Wie Marken dank der Digitalisierung beim Publikum punkten

“Jugendliche sind faul. Sehr faul sogar.” So holt Stefan Mey die Leser seines Textes Generation Vielfalt ins Boot, der im Medien Spezial 2017 des profil.bestsellers erschienen ist. Wieder so ein Artikel, denkt man, indem sich ältere Generationen über jüngere auslassen, weil ja früher sowieso alles besser, billiger und bedeutsamer war.
 
Nicht so schnell. Abgeschlossen wird der Text nämlich mit den Worten: Das klingt dann gar nicht mehr nach einer faulen Generation - eher nach einer, die gegenüber ihren Eltern beim bewussten Medienkonsum durchaus eine Vorreiterrolle einnehmen kann.” Also doch kein Stammtisch-Plädoyer.

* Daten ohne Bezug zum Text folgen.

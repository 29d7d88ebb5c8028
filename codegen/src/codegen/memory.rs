//! Linear-memory access, memory queries, and globals.
//!
//! Loads and stores address `[r14 + index + offset]`; out-of-bounds
//! accesses are caught by guard pages, so no inline bounds check is
//! emitted. Globals live at negative displacements below the memory base.

use super::{opers, OpInfo};
use crate::error::CodegenError;
use crate::func::{Func, WORD};
use crate::links::RuntimeFunc;
use crate::loader::Loader;
use crate::opcodes::Opcode;
use crate::operand::Operand;
use crate::types::{category, Category, Type};
use sunbeam_asm_x64::{insn, Reg, Scale};

const MEMORY_BASE: Reg = Reg::R14;

/// Pop and materialize an address operand with its upper half cleared.
fn address_reg(
    f: &mut Func<'_>,
    op: Opcode,
    x: Operand,
) -> Result<(Reg, bool), CodegenError> {
    if x.ty() != Type::I32 {
        return Err(CodegenError::TypeMismatch { op, found: x.ty() });
    }
    let x = f.op_materialize(op, x)?;
    match x {
        Operand::TempReg { reg, zero_ext, .. } => {
            if !zero_ext {
                f.op_zero_extend(reg);
            }
            Ok((reg, true))
        }
        Operand::VarReg { reg, zero_ext, .. } => {
            if zero_ext {
                Ok((reg, false))
            } else {
                // The cached local must not be clobbered by the zero
                // extension.
                let tmp = f.op_alloc_reg(op, Type::I32)?;
                insn::MOV.reg_reg(&mut f.text, Type::I32, tmp, reg);
                Ok((tmp, true))
            }
        }
        _ => unreachable!(),
    }
}

fn read_memory_immediate(load: &mut Loader<'_>, op: Opcode) -> Result<i32, CodegenError> {
    load.varuint32()?; // alignment hint
    let offset = load.varuint32()?;
    if offset > i32::MAX as u32 {
        return Err(CodegenError::out_of_bounds(op, "memory offset", offset));
    }
    Ok(offset as i32)
}

pub(super) fn gen_load(
    f: &mut Func<'_>,
    load: &mut Loader<'_>,
    op: Opcode,
    info: OpInfo,
) -> Result<bool, CodegenError> {
    let ty = info.ty();
    let offset = read_memory_immediate(load, op)?;

    let index = f.pop_operand(op)?;
    let (index_reg, index_owned) = address_reg(f, op, index)?;

    // Integer loads can reuse the index register as the destination.
    let (dest, zero_ext) = if ty.is_float() {
        let dest = f.op_alloc_reg(op, ty)?;
        insn::MOVSSD.reg_mem_index_disp(
            &mut f.text,
            ty,
            dest,
            MEMORY_BASE,
            index_reg,
            Scale::S0,
            offset,
        );
        if index_owned {
            f.regs.free(Category::Int, index_reg);
        }
        (dest, false)
    } else {
        let dest = if index_owned {
            index_reg
        } else {
            f.op_alloc_reg(op, ty)?
        };
        let zero_ext = match info.oper() {
            opers::LOAD => {
                insn::MOV.reg_mem_index_disp(
                    &mut f.text,
                    ty,
                    dest,
                    MEMORY_BASE,
                    index_reg,
                    Scale::S0,
                    offset,
                );
                !ty.is_64()
            }
            opers::LOAD8_S => {
                insn::MOVSX8.reg_mem_index_disp(
                    &mut f.text,
                    ty,
                    dest,
                    MEMORY_BASE,
                    index_reg,
                    Scale::S0,
                    offset,
                );
                false
            }
            opers::LOAD8_U => {
                insn::MOVZX8.reg_mem_index_disp(
                    &mut f.text,
                    Type::I32,
                    dest,
                    MEMORY_BASE,
                    index_reg,
                    Scale::S0,
                    offset,
                );
                true
            }
            opers::LOAD16_S => {
                insn::MOVSX16.reg_mem_index_disp(
                    &mut f.text,
                    ty,
                    dest,
                    MEMORY_BASE,
                    index_reg,
                    Scale::S0,
                    offset,
                );
                false
            }
            opers::LOAD16_U => {
                insn::MOVZX16.reg_mem_index_disp(
                    &mut f.text,
                    Type::I32,
                    dest,
                    MEMORY_BASE,
                    index_reg,
                    Scale::S0,
                    offset,
                );
                true
            }
            opers::LOAD32_S => {
                insn::MOVSXD.reg_mem_index_disp(
                    &mut f.text,
                    Type::I64,
                    dest,
                    MEMORY_BASE,
                    index_reg,
                    Scale::S0,
                    offset,
                );
                false
            }
            opers::LOAD32_U => {
                insn::MOV.reg_mem_index_disp(
                    &mut f.text,
                    Type::I32,
                    dest,
                    MEMORY_BASE,
                    index_reg,
                    Scale::S0,
                    offset,
                );
                true
            }
            _ => unreachable!(),
        };
        (dest, zero_ext)
    };

    f.push_operand(Operand::TempReg {
        ty,
        reg: dest,
        zero_ext,
    });
    Ok(false)
}

pub(super) fn gen_store(
    f: &mut Func<'_>,
    load: &mut Loader<'_>,
    op: Opcode,
    info: OpInfo,
) -> Result<bool, CodegenError> {
    let ty = info.ty();
    let offset = read_memory_immediate(load, op)?;

    let value = f.pop_operand(op)?;
    let index = f.pop_operand(op)?;
    if value.ty() != ty {
        return Err(CodegenError::TypeMismatch {
            op,
            found: value.ty(),
        });
    }

    // Resolve the upper operand (the value) before the index, keeping the
    // machine-stack order intact.
    let value = f.op_materialize(op, value)?;
    let value_reg = value.reg().unwrap();
    let (index_reg, index_owned) = address_reg(f, op, index)?;

    match info.oper() {
        opers::STORE => {
            if ty.is_float() {
                insn::MOVSSDMR.reg_mem_index_disp(
                    &mut f.text,
                    ty,
                    value_reg,
                    MEMORY_BASE,
                    index_reg,
                    Scale::S0,
                    offset,
                );
            } else {
                insn::MOVMR.reg_mem_index_disp(
                    &mut f.text,
                    ty,
                    value_reg,
                    MEMORY_BASE,
                    index_reg,
                    Scale::S0,
                    offset,
                );
            }
        }
        opers::STORE8 => {
            insn::MOV8MR.reg_mem_index_disp(
                &mut f.text,
                Type::I32,
                value_reg,
                MEMORY_BASE,
                index_reg,
                Scale::S0,
                offset,
            );
        }
        opers::STORE16 => {
            insn::MOV16MR.reg_mem_index_disp(
                &mut f.text,
                Type::I32,
                value_reg,
                MEMORY_BASE,
                index_reg,
                Scale::S0,
                offset,
            );
        }
        opers::STORE32 => {
            insn::MOVMR.reg_mem_index_disp(
                &mut f.text,
                Type::I32,
                value_reg,
                MEMORY_BASE,
                index_reg,
                Scale::S0,
                offset,
            );
        }
        _ => unreachable!(),
    }

    if index_owned {
        f.regs.free(Category::Int, index_reg);
    }
    if let Operand::TempReg { ty, reg, .. } = value {
        f.regs.free(category(ty), reg);
    }
    Ok(false)
}

pub(super) fn gen_current_memory(
    f: &mut Func<'_>,
    load: &mut Loader<'_>,
    op: Opcode,
    _info: OpInfo,
) -> Result<bool, CodegenError> {
    load.varuint1()?; // reserved
    f.op_persist_flags(op)?;
    f.op_save_reg(op, Category::Int, Reg::RESULT)?;
    f.op_runtime_call(RuntimeFunc::CurrentMemory);
    f.push_operand(Operand::TempReg {
        ty: Type::I32,
        reg: Reg::RESULT,
        zero_ext: false,
    });
    Ok(false)
}

pub(super) fn gen_grow_memory(
    f: &mut Func<'_>,
    load: &mut Loader<'_>,
    op: Opcode,
    _info: OpInfo,
) -> Result<bool, CodegenError> {
    load.varuint1()?; // reserved
    let pages = f.pop_operand(op)?;
    if pages.ty() != Type::I32 {
        return Err(CodegenError::TypeMismatch {
            op,
            found: pages.ty(),
        });
    }
    f.op_persist_flags(op)?;
    f.op_save_reg(op, Category::Int, Reg::RESULT)?;
    f.op_move(Reg::RESULT, pages, false)?;
    f.op_runtime_call(RuntimeFunc::GrowMemory);
    f.push_operand(Operand::TempReg {
        ty: Type::I32,
        reg: Reg::RESULT,
        zero_ext: false,
    });
    Ok(false)
}

fn global_disp(f: &Func<'_>, index: u32) -> i32 {
    -WORD * (f.module.globals.len() as i32 - index as i32)
}

pub(super) fn gen_get_global(
    f: &mut Func<'_>,
    load: &mut Loader<'_>,
    op: Opcode,
    _info: OpInfo,
) -> Result<bool, CodegenError> {
    let index = load.varuint32()?;
    if index as usize >= f.module.globals.len() {
        return Err(CodegenError::out_of_bounds(op, "global", index));
    }
    let ty = f.module.globals[index as usize];
    let disp = global_disp(f, index);

    let reg = f.op_alloc_reg(op, ty)?;
    if ty.is_float() {
        insn::MOVSSD.reg_mem_disp(&mut f.text, ty, reg, MEMORY_BASE, disp);
    } else {
        insn::MOV.reg_mem_disp(&mut f.text, ty, reg, MEMORY_BASE, disp);
    }
    f.push_operand(Operand::TempReg {
        ty,
        reg,
        zero_ext: !ty.is_float() && !ty.is_64(),
    });
    Ok(false)
}

pub(super) fn gen_set_global(
    f: &mut Func<'_>,
    load: &mut Loader<'_>,
    op: Opcode,
    _info: OpInfo,
) -> Result<bool, CodegenError> {
    let index = load.varuint32()?;
    if index as usize >= f.module.globals.len() {
        return Err(CodegenError::out_of_bounds(op, "global", index));
    }
    let ty = f.module.globals[index as usize];
    let disp = global_disp(f, index);

    let x = f.pop_operand(op)?;
    if x.ty() != ty {
        return Err(CodegenError::TypeMismatch { op, found: x.ty() });
    }

    let x = f.op_materialize(op, x)?;
    let reg = x.reg().unwrap();
    if ty.is_float() {
        insn::MOVSSDMR.reg_mem_disp(&mut f.text, ty, reg, MEMORY_BASE, disp);
    } else {
        insn::MOVMR.reg_mem_disp(&mut f.text, ty, reg, MEMORY_BASE, disp);
    }
    if let Operand::TempReg { ty, reg, .. } = x {
        f.regs.free(category(ty), reg);
    }
    Ok(false)
}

Im Gegenteil. Mey präsentiert Studienergebnisse zum Konsumverhalten der jüngeren Generation und bietet Futter für die allgegenwärtige Diskussion um den Kampf zwischen traditionellen und digitalen Medien - TV und Print gegen Streaming-Dienste und soziale Netzwerke. 
 
Auch wenn das viele nur ungern hören - einen unumstrittenen Gewinner gibt es nicht. Es kommen nämlich alle zum Zug. Generation Y und Z haben gelernt, bewusst mit dem umfangreichen Medienangebot - sei es analog oder digital - umzugehen und holen sich, was am besten zu ihnen und zur jeweiligen Situation passt.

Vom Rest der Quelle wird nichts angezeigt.